A really key symptom of burnout for moms to recognize is resentment and frustration at small things. Moms can experience a brain fog. But you can also be tired but wired and unable to switch off. Usually our minds keep going until our body gives out. So many women realize they are burnout when some physical happens, like a panic attack or more severe illness.

It’s such an important topic to address because burnout can be accompanied by suicide ideation which I experienced. The problem is, when a mom dies by suicide her child is 3x more likely to suffer the same fate. We really have to do something to support moms!

2) How can women restructure their lives to alleviate Mom Burnout?

In my TEDx talk I recommend solutions at the individual, family, work and societal levels.

Individual moms need to invest in a coach, or get their work to subsidize one. They need perspective to let go of unreasonable expectations and permission to do less. I coach can help you set boundaries.

In families, I suggest the Fair Play system by Eve Rodsky to share the 100 mental and physical tasks of parenting and running the household.
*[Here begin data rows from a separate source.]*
//! # postmaster-core
//!
//! Shared library for Postmaster containing the message envelope decoder, the
//! one-time-code extractor, and the detection event types that travel from the
//! monitor to every subscriber.
//!
//! This crate has zero dependencies on the message store, sockets, or any
//! async runtime.  Everything in here is pure and deterministic.
//!
//! # Architecture overview (for beginners)
//!
//! Postmaster watches the local Messages database for SMS messages that carry
//! one-time authentication codes and forwards those codes to interested
//! consumers (for example a browser extension connected over a WebSocket).
//!
//! ```text
//! message store row ──► envelope::decode ──► extractor::extract_codes ──► DetectionEvent
//! ```
//!
//! - **`envelope`** – Recovers the UTF-8 text embedded in the legacy binary
//!   ("streamtyped") archive that the Messages app stores per message.
//!
//! - **`extractor`** – Finds code-shaped substrings in that text and ranks
//!   them by the vendor phrases that precede them ("verification code",
//!   "Uber code", ...), so "your code is 481243" beats "€20.00 at 1430".
//!
//! - **`event`** – The `DetectionEvent` handed to listeners and the JSON
//!   envelope written to WebSocket subscribers.

pub mod envelope;
pub mod event;
pub mod extractor;

// Re-export the most-used items at the crate root so callers can write
// `postmaster_core::decode` instead of `postmaster_core::envelope::decode`.
pub use envelope::{decode, DecodeError};
pub use event::{DetectionEvent, DetectionSource, WireMessage};
pub use extractor::{best_code, extract_candidates, extract_codes, CodeCandidate, ExtractError};
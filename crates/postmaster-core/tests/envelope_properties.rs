//! Integration tests for the envelope decoder through the public API.
//!
//! These tests sweep buffer lengths and payloads to check the decoder's
//! bounds handling and the build-then-decode identity for arbitrary text.

use postmaster_core::envelope::{CLASS_IDENTIFIER, MAGIC, PAYLOAD_OFFSET, TRAILER};
use postmaster_core::{decode, extract_codes, DecodeError};

fn wrap(text: &str) -> Vec<u8> {
    let mut buf = MAGIC.to_vec();
    buf.extend_from_slice(CLASS_IDENTIFIER);
    buf.resize(PAYLOAD_OFFSET, 0x84);
    buf.extend_from_slice(text.as_bytes());
    buf.extend_from_slice(&TRAILER);
    buf
}

#[test]
fn test_every_short_length_is_too_short() {
    for len in 0..PAYLOAD_OFFSET {
        // Fill with the magic pattern so only the length can be the problem.
        let buf: Vec<u8> = MAGIC.iter().copied().cycle().take(len).collect();
        assert_eq!(
            decode(&buf),
            Err(DecodeError::TooShort {
                needed: PAYLOAD_OFFSET,
                available: len
            }),
            "length {len}"
        );
    }
}

#[test]
fn test_every_wrong_first_byte_is_magic_mismatch() {
    for first in (0u8..=255).filter(|b| *b != MAGIC[0]) {
        let mut buf = wrap("123456");
        buf[0] = first;
        assert_eq!(decode(&buf), Err(DecodeError::MagicMismatch), "first byte {first:#04x}");
    }
}

#[test]
fn test_decode_returns_exact_text_for_various_payloads() {
    let samples = [
        "",
        "a",
        "Your verification code is 123456",
        "Tikkie code: 8890\nDeze code is 5 minuten geldig.",
        "Amex SafeKey verificatiecode is 346020 voor €2.916,24 bij KLM",
        "😀 emoji and ümlauts",
    ];
    for text in samples {
        assert_eq!(decode(&wrap(text)).unwrap(), text);
    }
}

#[test]
fn test_decode_then_extract_pipeline() {
    // The monitor chains these two calls; exercise them together.
    let text = decode(&wrap("G-743499 is your Google verification code.")).unwrap();
    let codes = extract_codes(&text).unwrap();
    assert_eq!(codes[0], "743499");
}
//! Real-time [`Sleeper`] for the monitor thread.

use std::sync::atomic::{AtomicBool, Ordering};
use std::sync::Arc;
use std::time::{Duration, Instant};

use crate::application::Sleeper;

/// Granularity at which a sleep re-checks the shutdown flag.
const SLICE: Duration = Duration::from_millis(200);

/// Sleeps on the current thread, waking early once `running` is cleared.
///
/// The monitor's backoff is several seconds; sleeping in short slices keeps
/// Ctrl+C responsive without a separate wake-up channel.
#[derive(Debug, Clone)]
pub struct ShutdownAwareSleeper {
    running: Arc<AtomicBool>,
}

impl ShutdownAwareSleeper {
    pub fn new(running: Arc<AtomicBool>) -> Self {
        Self { running }
    }
}

impl Sleeper for ShutdownAwareSleeper {
    fn sleep(&self, duration: Duration) {
        let deadline = Instant::now() + duration;
        while self.running.load(Ordering::Relaxed) {
            let now = Instant::now();
            if now >= deadline {
                break;
            }
            std::thread::sleep(SLICE.min(deadline - now));
        }
    }
}
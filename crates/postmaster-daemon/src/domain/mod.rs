//! Domain layer for postmaster-daemon.
//!
//! Pure types with no dependencies on SQLite, sockets or the tokio runtime:
//!
//! - Runtime settings for each component
//! - The raw row shape read from the message store
//! - The listener traits the monitor dispatches to

pub mod config;
pub mod handler;
pub mod row;

pub use config::{BroadcasterSettings, DaemonSettings, MonitorSettings};
pub use handler::{DetectionHandler, NoAccessHandler};
pub use row::RawRow;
I also suggest moms take a long break, I try to get a week away from the family every 4 months. I do work on my burnout mission during this break, but just a break from the 100 tasks helps my brain work and reminds me I can do this.

At work companies need to adopt systems of fair pay and promotion, through team decisions, structured interviews, and objective criteria. If companies make well being a KPI then all the conditions will improve and systemic change will happen.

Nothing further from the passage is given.